▶ Task requirements
How many lines below contain the word "keys"? Answer with that number alone.

▶ Information supplied

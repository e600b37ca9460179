//! Probing of backend response envelopes.
//!
//! Endpoints do not agree on one envelope: success may be flagged as
//! `status: "Success"`, as `success: true`, or only by the presence of
//! `data`; payloads sit under `data.data`, under `data`, or at the root.
//! Every known variant is accepted here so callers never depend on a single
//! shape.

use super::list_query::Pagination;
use serde::de::DeserializeOwned;
use serde_json::Value;

/// True when any of the known success conventions holds
pub fn is_success(body: &Value) -> bool {
    if let Some(status) = body.get("status").and_then(Value::as_str) {
        if status.eq_ignore_ascii_case("success") {
            return true;
        }
        if status.eq_ignore_ascii_case("error") || status.eq_ignore_ascii_case("failed") {
            return false;
        }
    }
    if let Some(flag) = body.get("success").and_then(Value::as_bool) {
        return flag;
    }
    body.get("data").is_some_and(|d| !d.is_null())
}

/// True only when the body carries an explicit failure flag.
/// Bodies without any flag are not failures.
pub fn is_failure(body: &Value) -> bool {
    let status_failed = body
        .get("status")
        .and_then(Value::as_str)
        .is_some_and(|s| s.eq_ignore_ascii_case("error") || s.eq_ignore_ascii_case("failed"));
    let success_false = body.get("success").and_then(Value::as_bool) == Some(false);
    status_failed || success_false
}

/// Innermost payload: `data.data`, then `data`, then the body itself
pub fn payload(body: &Value) -> &Value {
    match body.get("data") {
        Some(data) if !data.is_null() => match data.get("data") {
            Some(inner) if !inner.is_null() => inner,
            _ => data,
        },
        _ => body,
    }
}

/// First array found under one of `keys` in the payload.
/// A payload that is itself an array is returned as is.
pub fn extract_items(body: &Value, keys: &[&str]) -> Vec<Value> {
    let data = payload(body);
    if let Some(arr) = data.as_array() {
        return arr.clone();
    }
    for key in keys {
        if let Some(arr) = data.get(*key).and_then(Value::as_array) {
            return arr.clone();
        }
        if let Some(arr) = body.get(*key).and_then(Value::as_array) {
            return arr.clone();
        }
    }
    Vec::new()
}

fn read_usize(obj: &Value, keys: &[&str]) -> Option<usize> {
    keys.iter()
        .find_map(|k| obj.get(*k).and_then(Value::as_u64))
        .map(|v| v as usize)
}

/// Pagination block in the payload or at the root; when none is present the
/// metadata is derived from the number of items received.
pub fn extract_pagination(body: &Value, page: usize, limit: usize, fallback_len: usize) -> Pagination {
    let block = [payload(body), body]
        .into_iter()
        .find_map(|v| v.get("pagination").filter(|p| p.is_object()));

    let Some(block) = block else {
        let total = read_usize(payload(body), &["total", "totalCount", "count"]).unwrap_or(fallback_len);
        return Pagination::from_total(total, page, limit);
    };

    let total = read_usize(block, &["total", "totalCount", "total_count"]).unwrap_or(fallback_len);
    let derived = Pagination::from_total(total, page, limit);
    let total_pages = read_usize(block, &["totalPages", "total_pages", "pages"])
        .unwrap_or(derived.total_pages)
        .max(1);
    let has_next_page = block
        .get("hasNextPage")
        .or_else(|| block.get("has_next_page"))
        .and_then(Value::as_bool)
        .unwrap_or(page < total_pages);

    Pagination {
        total,
        total_pages,
        has_next_page,
    }
}

/// One page of a list endpoint, typed.
/// Items that fail to deserialize are skipped.
#[derive(Debug, Clone, PartialEq)]
pub struct ListPage<T> {
    pub items: Vec<T>,
    pub pagination: Pagination,
}

impl<T: DeserializeOwned> ListPage<T> {
    pub fn from_body(body: &Value, keys: &[&str], page: usize, limit: usize) -> Self {
        let items: Vec<T> = extract_items(body, keys)
            .into_iter()
            .filter_map(|v| serde_json::from_value(v).ok())
            .collect();
        let pagination = extract_pagination(body, page, limit, items.len());
        Self { items, pagination }
    }
}

/// Single record from a detail response: the first object under one of
/// `keys` in the payload, otherwise the payload itself
pub fn extract_record<T: DeserializeOwned>(body: &Value, keys: &[&str]) -> Option<T> {
    let data = payload(body);
    let candidate = keys
        .iter()
        .find_map(|k| data.get(*k).filter(|v| v.is_object()))
        .unwrap_or(data);
    serde_json::from_value(candidate.clone()).ok()
}

/// Backend-supplied error text, if any
pub fn error_message(body: &Value) -> Option<String> {
    let candidates = [
        body.get("message"),
        body.get("error"),
        body.get("data").and_then(|d| d.get("message")),
    ];
    candidates
        .into_iter()
        .flatten()
        .find_map(|v| v.as_str())
        .map(str::trim)
        .filter(|s| !s.is_empty())
        .map(str::to_string)
}

/// Message shown to the operator: backend text, then transport text, then
/// the caller's fallback
pub fn user_message(body: Option<&Value>, transport: Option<&str>, fallback: &str) -> String {
    body.and_then(error_message)
        .or_else(|| {
            transport
                .map(str::trim)
                .filter(|s| !s.is_empty())
                .map(str::to_string)
        })
        .unwrap_or_else(|| fallback.to_string())
}

/// URL of an uploaded file
pub fn extract_media_url(body: &Value) -> Option<String> {
    let candidates = [
        body.get("data").and_then(|d| d.get("data")).and_then(|d| d.get("media_url")),
        body.get("data").and_then(|d| d.get("media_url")),
        body.get("media_url"),
    ];
    candidates
        .into_iter()
        .flatten()
        .find_map(|v| v.as_str())
        .map(str::to_string)
}

#[cfg(test)]
mod tests {
    use super::*;
    use serde_json::json;

    #[test]
    fn test_is_failure_needs_explicit_flag() {
        assert!(is_failure(&json!({"success": false})));
        assert!(is_failure(&json!({"status": "Error", "message": "x"})));
        assert!(!is_failure(&json!({"message": "done"})));
        assert!(!is_failure(&json!({"status": "Success"})));
    }

    #[test]
    fn test_success_variants() {
        assert!(is_success(&json!({"status": "Success", "data": null})));
        assert!(is_success(&json!({"success": true})));
        assert!(is_success(&json!({"data": {"items": []}})));
        assert!(!is_success(&json!({"success": false, "data": {}})));
        assert!(!is_success(&json!({"status": "Error", "data": {}})));
        assert!(!is_success(&json!({"message": "boom"})));
    }

    #[test]
    fn test_items_from_nested_data() {
        let body = json!({"data": {"data": {"customers": [{"name": "A"}, {"name": "B"}]}}});
        assert_eq!(extract_items(&body, &["customers"]).len(), 2);
    }

    #[test]
    fn test_items_from_single_data_level() {
        let body = json!({"data": {"farmers": [{"name": "A"}]}});
        assert_eq!(extract_items(&body, &["leads", "farmers"]).len(), 1);
    }

    #[test]
    fn test_items_when_payload_is_array() {
        let body = json!({"data": [{"name": "A"}]});
        assert_eq!(extract_items(&body, &["anything"]).len(), 1);
    }

    #[test]
    fn test_items_missing_key() {
        let body = json!({"data": {"other": []}});
        assert!(extract_items(&body, &["leads"]).is_empty());
    }

    #[test]
    fn test_pagination_block() {
        let body = json!({"data": {"farmers": [], "pagination": {"total": 120, "totalPages": 3, "hasNextPage": true}}});
        let p = extract_pagination(&body, 1, 50, 0);
        assert_eq!(p.total, 120);
        assert_eq!(p.total_pages, 3);
        assert!(p.has_next_page);
    }

    #[test]
    fn test_pagination_derived_when_missing() {
        let body = json!({"data": {"leads": [1, 2, 3]}});
        let p = extract_pagination(&body, 1, 50, 3);
        assert_eq!(p.total, 3);
        assert_eq!(p.total_pages, 1);
        assert!(!p.has_next_page);
    }

    #[test]
    fn test_record_wrapped_or_bare() {
        #[derive(serde::Deserialize)]
        struct Named {
            name: String,
        }
        let wrapped = json!({"success": true, "data": {"order": {"name": "A-17"}}});
        let bare = json!({"data": {"name": "A-18"}});
        let named: Named = extract_record(&wrapped, &["order"]).unwrap();
        assert_eq!(named.name, "A-17");
        let named: Named = extract_record(&bare, &["order"]).unwrap();
        assert_eq!(named.name, "A-18");
        assert!(extract_record::<Named>(&json!({"data": {"order": 5}}), &["order"]).is_none());
    }

    #[test]
    fn test_user_message_preference() {
        let body = json!({"message": "Order already dispatched"});
        assert_eq!(
            user_message(Some(&body), Some("HTTP 400"), "Failed"),
            "Order already dispatched"
        );
        assert_eq!(user_message(Some(&json!({})), Some("HTTP 500"), "Failed"), "HTTP 500");
        assert_eq!(user_message(None, None, "Failed"), "Failed");
    }

    #[test]
    fn test_media_url_variants() {
        assert_eq!(
            extract_media_url(&json!({"data": {"data": {"media_url": "a"}}})).as_deref(),
            Some("a")
        );
        assert_eq!(
            extract_media_url(&json!({"data": {"media_url": "b"}})).as_deref(),
            Some("b")
        );
        assert_eq!(extract_media_url(&json!({"data": {}})), None);
    }
}
pub mod app;
pub mod dashboards;
pub mod domain;
pub mod layout;
pub mod routes;
pub mod shared;
pub mod usecases;

use wasm_bindgen::prelude::wasm_bindgen;

#[wasm_bindgen]
pub fn hydrate() {
    // initializes logging using the `log` crate
    _ = console_log::init_with_level(log::Level::Debug);
    console_error_panic_hook::set_once();

    leptos::mount::mount_to_body(app::App);
}

#[wasm_bindgen(start)]
pub fn start() {
    hydrate();
}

▶ Solution for this problem
10